Extract each line of the records below that contains the word "supervisory".

______

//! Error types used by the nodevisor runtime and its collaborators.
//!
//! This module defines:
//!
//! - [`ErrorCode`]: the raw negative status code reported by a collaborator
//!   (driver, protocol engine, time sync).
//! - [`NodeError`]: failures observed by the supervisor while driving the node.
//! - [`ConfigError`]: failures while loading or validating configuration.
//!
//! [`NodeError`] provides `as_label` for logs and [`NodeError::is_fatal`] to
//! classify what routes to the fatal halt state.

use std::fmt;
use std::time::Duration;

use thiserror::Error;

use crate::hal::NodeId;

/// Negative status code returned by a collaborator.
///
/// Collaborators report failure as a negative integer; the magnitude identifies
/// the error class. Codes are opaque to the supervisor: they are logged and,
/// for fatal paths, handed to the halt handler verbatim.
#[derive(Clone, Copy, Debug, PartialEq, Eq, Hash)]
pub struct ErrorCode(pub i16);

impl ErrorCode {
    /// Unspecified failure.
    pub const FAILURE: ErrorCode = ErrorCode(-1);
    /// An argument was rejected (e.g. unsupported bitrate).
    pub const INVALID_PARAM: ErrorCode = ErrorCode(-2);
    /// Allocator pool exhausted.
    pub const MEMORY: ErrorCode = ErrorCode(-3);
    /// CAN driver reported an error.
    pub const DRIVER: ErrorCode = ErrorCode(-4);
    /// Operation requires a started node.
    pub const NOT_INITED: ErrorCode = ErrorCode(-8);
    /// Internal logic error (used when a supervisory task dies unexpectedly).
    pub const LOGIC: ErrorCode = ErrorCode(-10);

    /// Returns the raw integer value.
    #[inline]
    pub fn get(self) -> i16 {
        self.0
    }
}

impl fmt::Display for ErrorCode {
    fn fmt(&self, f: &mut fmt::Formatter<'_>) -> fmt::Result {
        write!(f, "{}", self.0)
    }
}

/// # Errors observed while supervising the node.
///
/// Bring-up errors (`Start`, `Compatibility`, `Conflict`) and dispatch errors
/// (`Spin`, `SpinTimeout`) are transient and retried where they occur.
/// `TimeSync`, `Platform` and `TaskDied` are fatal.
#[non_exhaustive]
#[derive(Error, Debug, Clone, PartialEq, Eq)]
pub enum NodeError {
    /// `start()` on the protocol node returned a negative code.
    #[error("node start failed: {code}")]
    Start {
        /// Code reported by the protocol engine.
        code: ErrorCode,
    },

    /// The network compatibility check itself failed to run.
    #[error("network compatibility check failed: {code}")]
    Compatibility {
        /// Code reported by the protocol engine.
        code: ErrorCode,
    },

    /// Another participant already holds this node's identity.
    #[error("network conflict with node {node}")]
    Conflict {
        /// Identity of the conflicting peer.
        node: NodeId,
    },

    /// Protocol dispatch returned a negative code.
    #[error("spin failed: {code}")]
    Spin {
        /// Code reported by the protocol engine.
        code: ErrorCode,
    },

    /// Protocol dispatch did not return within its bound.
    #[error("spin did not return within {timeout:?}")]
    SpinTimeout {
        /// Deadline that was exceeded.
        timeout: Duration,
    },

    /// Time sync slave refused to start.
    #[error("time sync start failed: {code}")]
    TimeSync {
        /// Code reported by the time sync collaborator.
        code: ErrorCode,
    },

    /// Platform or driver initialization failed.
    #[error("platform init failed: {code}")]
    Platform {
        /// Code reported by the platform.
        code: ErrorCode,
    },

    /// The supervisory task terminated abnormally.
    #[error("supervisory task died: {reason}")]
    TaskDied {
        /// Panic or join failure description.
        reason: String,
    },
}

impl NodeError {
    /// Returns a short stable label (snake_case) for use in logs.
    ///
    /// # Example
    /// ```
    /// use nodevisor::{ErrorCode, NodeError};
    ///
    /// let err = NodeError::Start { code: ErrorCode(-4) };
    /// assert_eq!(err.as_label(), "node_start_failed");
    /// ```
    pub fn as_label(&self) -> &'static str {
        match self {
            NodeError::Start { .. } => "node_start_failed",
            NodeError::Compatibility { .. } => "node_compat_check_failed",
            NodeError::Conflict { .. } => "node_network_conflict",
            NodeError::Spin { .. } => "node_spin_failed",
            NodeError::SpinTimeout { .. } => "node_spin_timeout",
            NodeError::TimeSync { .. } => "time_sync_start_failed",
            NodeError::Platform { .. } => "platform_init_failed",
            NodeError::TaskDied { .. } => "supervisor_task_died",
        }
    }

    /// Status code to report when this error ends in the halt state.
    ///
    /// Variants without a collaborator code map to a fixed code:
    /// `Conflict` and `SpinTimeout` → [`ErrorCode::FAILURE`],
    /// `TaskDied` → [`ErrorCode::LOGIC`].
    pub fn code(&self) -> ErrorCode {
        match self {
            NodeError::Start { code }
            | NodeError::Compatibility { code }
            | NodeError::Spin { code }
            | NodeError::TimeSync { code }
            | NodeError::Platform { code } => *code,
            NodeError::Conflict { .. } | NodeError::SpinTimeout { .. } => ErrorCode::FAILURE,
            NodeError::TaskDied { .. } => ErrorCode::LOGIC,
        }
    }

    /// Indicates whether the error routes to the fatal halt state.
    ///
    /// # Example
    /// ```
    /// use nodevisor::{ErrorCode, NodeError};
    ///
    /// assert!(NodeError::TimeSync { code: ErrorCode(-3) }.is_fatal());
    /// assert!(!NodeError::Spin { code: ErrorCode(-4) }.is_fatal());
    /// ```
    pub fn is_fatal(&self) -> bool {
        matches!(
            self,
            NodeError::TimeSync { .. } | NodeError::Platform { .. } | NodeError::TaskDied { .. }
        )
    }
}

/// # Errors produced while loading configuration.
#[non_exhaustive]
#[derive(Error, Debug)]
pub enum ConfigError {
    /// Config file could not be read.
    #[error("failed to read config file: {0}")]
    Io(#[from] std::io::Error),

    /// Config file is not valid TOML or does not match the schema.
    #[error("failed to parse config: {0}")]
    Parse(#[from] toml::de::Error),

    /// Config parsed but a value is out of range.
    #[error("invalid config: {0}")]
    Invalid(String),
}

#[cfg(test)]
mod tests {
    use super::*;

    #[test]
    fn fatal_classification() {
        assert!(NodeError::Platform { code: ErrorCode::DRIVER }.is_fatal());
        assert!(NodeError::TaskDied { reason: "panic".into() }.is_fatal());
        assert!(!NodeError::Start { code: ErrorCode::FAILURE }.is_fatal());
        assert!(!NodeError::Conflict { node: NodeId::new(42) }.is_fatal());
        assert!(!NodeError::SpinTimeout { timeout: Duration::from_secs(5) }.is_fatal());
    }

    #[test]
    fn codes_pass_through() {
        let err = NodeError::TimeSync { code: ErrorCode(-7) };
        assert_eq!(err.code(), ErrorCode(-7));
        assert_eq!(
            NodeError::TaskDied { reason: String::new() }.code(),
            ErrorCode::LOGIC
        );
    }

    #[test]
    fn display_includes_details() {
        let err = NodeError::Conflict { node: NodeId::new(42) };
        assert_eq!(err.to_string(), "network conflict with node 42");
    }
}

______

__Answer section__:
    /// Internal logic error (used when a supervisory task dies unexpectedly).
    /// The supervisory task terminated abnormally.
    #[error("supervisory task died: {reason}")]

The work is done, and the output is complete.